THE TASK
A line belongs in the answer if it contains "state"; copy every such line from the entries below.

——————————

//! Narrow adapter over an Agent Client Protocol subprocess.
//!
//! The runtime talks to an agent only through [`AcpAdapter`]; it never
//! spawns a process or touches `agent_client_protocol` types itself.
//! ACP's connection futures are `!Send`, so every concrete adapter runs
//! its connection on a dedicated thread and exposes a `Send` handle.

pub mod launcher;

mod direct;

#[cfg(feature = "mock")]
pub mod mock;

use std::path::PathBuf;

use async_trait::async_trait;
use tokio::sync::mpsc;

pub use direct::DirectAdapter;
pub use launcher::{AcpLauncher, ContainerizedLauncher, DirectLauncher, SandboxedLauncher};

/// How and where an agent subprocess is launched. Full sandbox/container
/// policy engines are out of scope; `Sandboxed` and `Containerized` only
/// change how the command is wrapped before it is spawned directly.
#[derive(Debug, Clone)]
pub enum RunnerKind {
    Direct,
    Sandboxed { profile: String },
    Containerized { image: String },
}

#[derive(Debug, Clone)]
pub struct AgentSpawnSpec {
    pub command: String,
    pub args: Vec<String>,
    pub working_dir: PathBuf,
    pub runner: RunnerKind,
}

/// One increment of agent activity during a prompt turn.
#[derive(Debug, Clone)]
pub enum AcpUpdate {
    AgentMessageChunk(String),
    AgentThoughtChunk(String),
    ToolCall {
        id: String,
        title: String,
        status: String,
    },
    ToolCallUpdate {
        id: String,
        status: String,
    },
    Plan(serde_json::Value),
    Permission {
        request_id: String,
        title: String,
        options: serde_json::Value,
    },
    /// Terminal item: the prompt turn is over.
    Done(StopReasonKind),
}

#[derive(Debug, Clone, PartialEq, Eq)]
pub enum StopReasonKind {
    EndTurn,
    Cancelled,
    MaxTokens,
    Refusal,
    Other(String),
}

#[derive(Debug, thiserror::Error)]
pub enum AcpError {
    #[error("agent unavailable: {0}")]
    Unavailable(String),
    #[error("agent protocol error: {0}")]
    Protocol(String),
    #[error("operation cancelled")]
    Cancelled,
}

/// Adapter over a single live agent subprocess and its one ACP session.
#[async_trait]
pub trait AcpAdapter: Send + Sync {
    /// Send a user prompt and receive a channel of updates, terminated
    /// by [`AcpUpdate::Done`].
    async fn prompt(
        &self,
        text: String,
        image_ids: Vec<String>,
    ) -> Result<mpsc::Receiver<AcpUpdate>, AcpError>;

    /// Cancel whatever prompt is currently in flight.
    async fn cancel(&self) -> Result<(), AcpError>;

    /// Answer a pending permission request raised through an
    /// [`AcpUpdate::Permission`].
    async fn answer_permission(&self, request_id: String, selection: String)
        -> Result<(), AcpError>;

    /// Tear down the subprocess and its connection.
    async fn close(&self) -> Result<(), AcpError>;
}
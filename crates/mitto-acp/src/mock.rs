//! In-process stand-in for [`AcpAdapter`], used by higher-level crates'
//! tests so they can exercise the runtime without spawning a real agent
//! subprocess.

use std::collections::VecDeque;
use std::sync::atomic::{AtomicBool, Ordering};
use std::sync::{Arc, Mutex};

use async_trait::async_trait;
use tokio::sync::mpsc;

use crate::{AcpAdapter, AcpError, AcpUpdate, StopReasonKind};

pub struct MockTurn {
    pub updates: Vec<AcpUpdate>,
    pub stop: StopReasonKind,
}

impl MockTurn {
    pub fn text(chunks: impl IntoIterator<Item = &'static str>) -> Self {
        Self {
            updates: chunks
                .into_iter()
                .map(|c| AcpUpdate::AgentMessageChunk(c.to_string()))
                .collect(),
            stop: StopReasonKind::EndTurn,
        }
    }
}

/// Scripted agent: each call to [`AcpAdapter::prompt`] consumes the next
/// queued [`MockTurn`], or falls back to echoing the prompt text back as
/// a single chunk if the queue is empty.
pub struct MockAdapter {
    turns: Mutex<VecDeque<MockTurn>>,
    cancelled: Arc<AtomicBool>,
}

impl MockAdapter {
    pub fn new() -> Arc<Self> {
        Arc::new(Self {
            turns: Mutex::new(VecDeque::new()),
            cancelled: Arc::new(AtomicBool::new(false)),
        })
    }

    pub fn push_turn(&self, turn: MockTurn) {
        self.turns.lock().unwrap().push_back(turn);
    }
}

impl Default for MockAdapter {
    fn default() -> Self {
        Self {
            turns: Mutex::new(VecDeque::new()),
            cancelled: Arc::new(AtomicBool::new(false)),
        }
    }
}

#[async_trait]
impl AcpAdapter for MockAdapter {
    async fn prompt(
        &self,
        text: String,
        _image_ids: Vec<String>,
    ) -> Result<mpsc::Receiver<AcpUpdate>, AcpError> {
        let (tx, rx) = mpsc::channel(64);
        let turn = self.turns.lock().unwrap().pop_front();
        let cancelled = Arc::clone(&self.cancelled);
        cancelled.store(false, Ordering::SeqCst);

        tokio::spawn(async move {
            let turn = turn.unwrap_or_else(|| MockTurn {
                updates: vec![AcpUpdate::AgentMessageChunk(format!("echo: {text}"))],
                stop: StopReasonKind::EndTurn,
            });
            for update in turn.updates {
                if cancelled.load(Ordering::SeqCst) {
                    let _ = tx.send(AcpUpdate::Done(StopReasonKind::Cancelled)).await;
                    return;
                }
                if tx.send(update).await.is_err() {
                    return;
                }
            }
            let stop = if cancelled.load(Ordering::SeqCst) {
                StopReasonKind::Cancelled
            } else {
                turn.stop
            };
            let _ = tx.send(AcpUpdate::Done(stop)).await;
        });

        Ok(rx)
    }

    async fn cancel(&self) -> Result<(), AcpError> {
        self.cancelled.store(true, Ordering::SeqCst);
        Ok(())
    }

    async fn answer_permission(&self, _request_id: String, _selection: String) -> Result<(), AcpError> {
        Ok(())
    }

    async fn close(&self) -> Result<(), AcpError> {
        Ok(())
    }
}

——————————

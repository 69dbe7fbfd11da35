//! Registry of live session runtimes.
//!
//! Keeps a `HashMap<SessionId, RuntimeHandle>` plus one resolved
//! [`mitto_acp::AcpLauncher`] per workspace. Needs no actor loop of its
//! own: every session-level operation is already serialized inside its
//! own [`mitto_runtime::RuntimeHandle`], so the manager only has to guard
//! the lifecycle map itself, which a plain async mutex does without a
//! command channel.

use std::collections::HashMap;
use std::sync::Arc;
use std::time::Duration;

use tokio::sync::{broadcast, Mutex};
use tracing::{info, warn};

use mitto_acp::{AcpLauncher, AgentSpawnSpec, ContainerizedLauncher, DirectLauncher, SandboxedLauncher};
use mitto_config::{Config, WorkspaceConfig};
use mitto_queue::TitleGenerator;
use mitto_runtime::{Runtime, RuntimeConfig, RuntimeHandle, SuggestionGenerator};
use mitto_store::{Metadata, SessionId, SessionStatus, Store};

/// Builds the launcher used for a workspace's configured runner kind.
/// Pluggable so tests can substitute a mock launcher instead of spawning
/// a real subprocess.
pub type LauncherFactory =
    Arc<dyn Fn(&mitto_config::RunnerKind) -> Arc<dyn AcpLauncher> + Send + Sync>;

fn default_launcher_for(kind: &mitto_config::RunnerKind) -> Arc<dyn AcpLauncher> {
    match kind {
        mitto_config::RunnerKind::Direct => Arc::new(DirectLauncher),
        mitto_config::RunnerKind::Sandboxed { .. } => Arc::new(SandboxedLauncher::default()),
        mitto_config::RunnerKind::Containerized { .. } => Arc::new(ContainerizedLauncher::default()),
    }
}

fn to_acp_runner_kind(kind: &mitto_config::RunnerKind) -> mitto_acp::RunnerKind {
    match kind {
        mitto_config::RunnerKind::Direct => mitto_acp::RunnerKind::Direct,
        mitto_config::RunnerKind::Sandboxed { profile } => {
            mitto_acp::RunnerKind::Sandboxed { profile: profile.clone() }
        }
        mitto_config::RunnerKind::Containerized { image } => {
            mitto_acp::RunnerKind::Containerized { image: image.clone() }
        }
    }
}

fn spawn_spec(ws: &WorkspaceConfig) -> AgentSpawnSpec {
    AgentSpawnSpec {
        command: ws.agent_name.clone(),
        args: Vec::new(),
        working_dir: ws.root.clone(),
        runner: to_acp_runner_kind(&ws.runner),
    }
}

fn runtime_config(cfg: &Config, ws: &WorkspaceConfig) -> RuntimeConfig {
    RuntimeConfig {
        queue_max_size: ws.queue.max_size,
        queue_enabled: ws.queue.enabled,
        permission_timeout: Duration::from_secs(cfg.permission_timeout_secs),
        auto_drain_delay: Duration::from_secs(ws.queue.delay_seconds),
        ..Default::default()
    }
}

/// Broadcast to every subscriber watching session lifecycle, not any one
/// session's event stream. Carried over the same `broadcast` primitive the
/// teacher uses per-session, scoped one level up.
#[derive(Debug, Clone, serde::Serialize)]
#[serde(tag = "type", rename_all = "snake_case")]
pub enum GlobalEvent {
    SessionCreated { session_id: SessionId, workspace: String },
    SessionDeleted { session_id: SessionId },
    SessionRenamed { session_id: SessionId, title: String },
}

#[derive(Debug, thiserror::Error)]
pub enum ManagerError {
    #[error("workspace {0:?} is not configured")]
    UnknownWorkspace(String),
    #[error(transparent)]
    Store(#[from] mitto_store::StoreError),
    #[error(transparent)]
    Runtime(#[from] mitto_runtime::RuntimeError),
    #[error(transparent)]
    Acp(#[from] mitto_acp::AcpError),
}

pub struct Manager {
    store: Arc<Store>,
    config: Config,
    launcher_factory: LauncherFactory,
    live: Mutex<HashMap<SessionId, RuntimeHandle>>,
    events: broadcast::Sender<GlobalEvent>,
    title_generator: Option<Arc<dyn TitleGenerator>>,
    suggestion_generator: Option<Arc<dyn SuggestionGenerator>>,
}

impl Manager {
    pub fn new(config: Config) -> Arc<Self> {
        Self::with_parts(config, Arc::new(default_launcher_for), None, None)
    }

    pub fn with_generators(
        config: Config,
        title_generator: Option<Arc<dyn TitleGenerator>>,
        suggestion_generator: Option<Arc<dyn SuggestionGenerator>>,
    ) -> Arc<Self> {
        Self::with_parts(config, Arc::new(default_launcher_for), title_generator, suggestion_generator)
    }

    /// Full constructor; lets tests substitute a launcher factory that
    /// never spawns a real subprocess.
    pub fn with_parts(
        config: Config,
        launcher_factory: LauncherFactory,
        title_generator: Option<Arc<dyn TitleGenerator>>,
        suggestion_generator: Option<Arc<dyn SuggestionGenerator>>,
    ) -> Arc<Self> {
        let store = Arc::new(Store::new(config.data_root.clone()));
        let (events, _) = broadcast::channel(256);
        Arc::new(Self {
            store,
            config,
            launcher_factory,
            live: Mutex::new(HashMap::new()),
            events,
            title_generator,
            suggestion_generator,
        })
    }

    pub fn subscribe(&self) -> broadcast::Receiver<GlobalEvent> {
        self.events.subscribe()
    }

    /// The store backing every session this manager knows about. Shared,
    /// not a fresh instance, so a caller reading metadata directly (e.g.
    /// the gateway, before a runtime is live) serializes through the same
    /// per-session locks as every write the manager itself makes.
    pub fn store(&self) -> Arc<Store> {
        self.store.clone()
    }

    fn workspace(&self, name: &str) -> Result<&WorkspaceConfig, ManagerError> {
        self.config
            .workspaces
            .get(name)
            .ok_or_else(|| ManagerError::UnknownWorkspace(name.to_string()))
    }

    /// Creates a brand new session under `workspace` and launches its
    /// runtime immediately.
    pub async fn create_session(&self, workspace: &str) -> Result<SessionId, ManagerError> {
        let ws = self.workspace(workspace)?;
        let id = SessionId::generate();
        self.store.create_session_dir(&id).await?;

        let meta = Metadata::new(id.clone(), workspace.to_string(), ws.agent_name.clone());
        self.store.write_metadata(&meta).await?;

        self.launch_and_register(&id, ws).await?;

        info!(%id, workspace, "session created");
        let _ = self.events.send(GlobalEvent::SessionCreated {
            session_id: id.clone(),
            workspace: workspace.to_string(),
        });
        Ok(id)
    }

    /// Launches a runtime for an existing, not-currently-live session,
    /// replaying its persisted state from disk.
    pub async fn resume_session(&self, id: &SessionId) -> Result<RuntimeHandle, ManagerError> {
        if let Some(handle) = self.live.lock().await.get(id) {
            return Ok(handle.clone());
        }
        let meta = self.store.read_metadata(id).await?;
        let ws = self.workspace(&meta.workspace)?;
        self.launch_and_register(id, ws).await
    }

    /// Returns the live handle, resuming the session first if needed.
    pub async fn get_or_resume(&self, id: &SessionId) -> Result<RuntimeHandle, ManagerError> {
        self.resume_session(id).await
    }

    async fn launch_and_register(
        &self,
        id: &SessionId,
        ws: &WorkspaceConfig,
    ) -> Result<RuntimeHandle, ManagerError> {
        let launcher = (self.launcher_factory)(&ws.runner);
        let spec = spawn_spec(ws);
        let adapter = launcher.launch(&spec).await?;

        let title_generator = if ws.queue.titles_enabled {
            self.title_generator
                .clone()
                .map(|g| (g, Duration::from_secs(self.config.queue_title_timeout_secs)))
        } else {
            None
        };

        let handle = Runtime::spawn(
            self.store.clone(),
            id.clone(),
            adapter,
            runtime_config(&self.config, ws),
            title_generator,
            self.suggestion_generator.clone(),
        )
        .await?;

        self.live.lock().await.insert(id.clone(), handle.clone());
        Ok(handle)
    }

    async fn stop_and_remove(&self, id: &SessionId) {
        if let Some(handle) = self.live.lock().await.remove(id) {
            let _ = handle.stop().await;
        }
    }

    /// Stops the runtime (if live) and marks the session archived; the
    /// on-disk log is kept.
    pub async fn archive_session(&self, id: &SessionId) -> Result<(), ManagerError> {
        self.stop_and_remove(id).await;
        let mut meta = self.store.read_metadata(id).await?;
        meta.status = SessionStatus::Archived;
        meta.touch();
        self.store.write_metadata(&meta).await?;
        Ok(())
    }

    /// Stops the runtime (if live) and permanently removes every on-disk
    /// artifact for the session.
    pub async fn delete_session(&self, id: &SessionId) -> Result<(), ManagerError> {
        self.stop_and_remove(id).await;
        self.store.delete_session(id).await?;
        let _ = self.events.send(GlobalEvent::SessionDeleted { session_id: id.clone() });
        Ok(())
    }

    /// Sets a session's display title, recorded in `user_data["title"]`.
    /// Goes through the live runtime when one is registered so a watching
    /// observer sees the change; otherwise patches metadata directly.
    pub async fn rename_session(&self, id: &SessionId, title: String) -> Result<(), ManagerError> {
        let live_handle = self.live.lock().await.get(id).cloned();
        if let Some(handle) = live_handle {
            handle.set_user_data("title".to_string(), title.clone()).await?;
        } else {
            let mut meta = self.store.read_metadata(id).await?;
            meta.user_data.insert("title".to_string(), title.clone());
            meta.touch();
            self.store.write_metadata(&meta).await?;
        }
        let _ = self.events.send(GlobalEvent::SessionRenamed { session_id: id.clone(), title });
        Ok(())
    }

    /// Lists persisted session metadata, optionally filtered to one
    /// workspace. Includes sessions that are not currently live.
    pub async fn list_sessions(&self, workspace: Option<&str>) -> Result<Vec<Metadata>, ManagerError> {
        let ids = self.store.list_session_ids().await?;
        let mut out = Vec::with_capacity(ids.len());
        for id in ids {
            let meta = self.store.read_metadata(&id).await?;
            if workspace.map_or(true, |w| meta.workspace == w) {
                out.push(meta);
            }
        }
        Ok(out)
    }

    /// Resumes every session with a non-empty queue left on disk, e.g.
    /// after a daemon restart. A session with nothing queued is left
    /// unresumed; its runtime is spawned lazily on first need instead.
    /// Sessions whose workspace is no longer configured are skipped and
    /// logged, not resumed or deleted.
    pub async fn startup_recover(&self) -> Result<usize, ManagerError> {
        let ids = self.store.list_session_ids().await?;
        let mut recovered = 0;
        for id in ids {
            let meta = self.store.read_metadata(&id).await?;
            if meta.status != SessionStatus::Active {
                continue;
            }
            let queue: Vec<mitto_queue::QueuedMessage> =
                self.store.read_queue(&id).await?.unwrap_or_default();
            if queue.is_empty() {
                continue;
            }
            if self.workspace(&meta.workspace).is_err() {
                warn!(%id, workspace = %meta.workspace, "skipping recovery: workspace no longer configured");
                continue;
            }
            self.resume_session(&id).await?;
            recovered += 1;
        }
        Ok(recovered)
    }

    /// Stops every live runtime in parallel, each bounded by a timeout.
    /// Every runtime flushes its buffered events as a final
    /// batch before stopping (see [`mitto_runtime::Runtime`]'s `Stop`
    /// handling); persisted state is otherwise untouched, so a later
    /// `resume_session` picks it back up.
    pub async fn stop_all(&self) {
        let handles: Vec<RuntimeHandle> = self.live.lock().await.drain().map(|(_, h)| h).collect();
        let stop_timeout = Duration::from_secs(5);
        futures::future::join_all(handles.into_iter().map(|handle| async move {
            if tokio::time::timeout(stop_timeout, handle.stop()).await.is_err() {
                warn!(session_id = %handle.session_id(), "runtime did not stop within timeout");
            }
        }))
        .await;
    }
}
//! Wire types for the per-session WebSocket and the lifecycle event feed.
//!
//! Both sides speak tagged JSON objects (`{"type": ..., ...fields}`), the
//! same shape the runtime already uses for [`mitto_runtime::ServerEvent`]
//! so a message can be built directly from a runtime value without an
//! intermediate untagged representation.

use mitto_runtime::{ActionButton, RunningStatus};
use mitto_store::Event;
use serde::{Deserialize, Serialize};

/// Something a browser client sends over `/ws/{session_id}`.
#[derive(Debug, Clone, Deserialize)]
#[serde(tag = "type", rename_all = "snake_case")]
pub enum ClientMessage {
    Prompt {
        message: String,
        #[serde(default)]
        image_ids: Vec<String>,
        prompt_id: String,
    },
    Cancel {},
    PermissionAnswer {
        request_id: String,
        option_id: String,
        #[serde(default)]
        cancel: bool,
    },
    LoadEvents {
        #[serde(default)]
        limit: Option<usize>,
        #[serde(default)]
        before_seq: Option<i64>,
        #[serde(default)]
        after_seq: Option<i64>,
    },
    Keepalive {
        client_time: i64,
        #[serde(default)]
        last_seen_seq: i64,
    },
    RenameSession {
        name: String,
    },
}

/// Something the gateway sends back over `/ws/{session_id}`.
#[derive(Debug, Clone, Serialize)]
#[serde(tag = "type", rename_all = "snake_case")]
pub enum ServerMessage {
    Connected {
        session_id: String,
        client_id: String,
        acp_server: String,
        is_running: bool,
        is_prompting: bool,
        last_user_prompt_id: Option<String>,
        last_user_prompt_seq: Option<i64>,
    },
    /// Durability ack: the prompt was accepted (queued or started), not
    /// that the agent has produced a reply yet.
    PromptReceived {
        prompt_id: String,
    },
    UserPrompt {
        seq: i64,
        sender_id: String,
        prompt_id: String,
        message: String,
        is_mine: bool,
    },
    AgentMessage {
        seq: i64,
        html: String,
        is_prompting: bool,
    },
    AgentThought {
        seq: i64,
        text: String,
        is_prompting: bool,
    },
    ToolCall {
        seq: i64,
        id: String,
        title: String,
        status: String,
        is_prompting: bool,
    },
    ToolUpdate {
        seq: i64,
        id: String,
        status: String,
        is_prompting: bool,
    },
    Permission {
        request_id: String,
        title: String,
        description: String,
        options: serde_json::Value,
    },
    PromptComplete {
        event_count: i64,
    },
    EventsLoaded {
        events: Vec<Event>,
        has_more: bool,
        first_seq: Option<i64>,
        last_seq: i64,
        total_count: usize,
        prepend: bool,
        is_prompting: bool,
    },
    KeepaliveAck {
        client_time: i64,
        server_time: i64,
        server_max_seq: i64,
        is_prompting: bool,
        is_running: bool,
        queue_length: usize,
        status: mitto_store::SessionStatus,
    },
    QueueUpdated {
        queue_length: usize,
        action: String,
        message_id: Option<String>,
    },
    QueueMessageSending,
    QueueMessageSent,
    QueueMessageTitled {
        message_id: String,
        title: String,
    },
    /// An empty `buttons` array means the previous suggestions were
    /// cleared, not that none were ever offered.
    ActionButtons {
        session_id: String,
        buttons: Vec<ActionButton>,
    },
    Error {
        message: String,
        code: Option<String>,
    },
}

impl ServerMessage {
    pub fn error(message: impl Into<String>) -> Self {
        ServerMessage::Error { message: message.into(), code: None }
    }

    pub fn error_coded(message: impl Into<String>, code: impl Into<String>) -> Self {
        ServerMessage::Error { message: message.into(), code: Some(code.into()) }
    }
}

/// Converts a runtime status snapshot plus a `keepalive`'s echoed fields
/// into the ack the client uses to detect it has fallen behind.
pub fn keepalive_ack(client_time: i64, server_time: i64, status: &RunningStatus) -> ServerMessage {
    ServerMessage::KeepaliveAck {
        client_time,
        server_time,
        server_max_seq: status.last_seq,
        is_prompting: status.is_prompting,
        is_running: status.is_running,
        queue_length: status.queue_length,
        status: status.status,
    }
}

——————————

SOLUTION TO THE EXERCISE
    /// replaying its persisted state from disk.
    /// handling); persisted state is otherwise untouched, so a later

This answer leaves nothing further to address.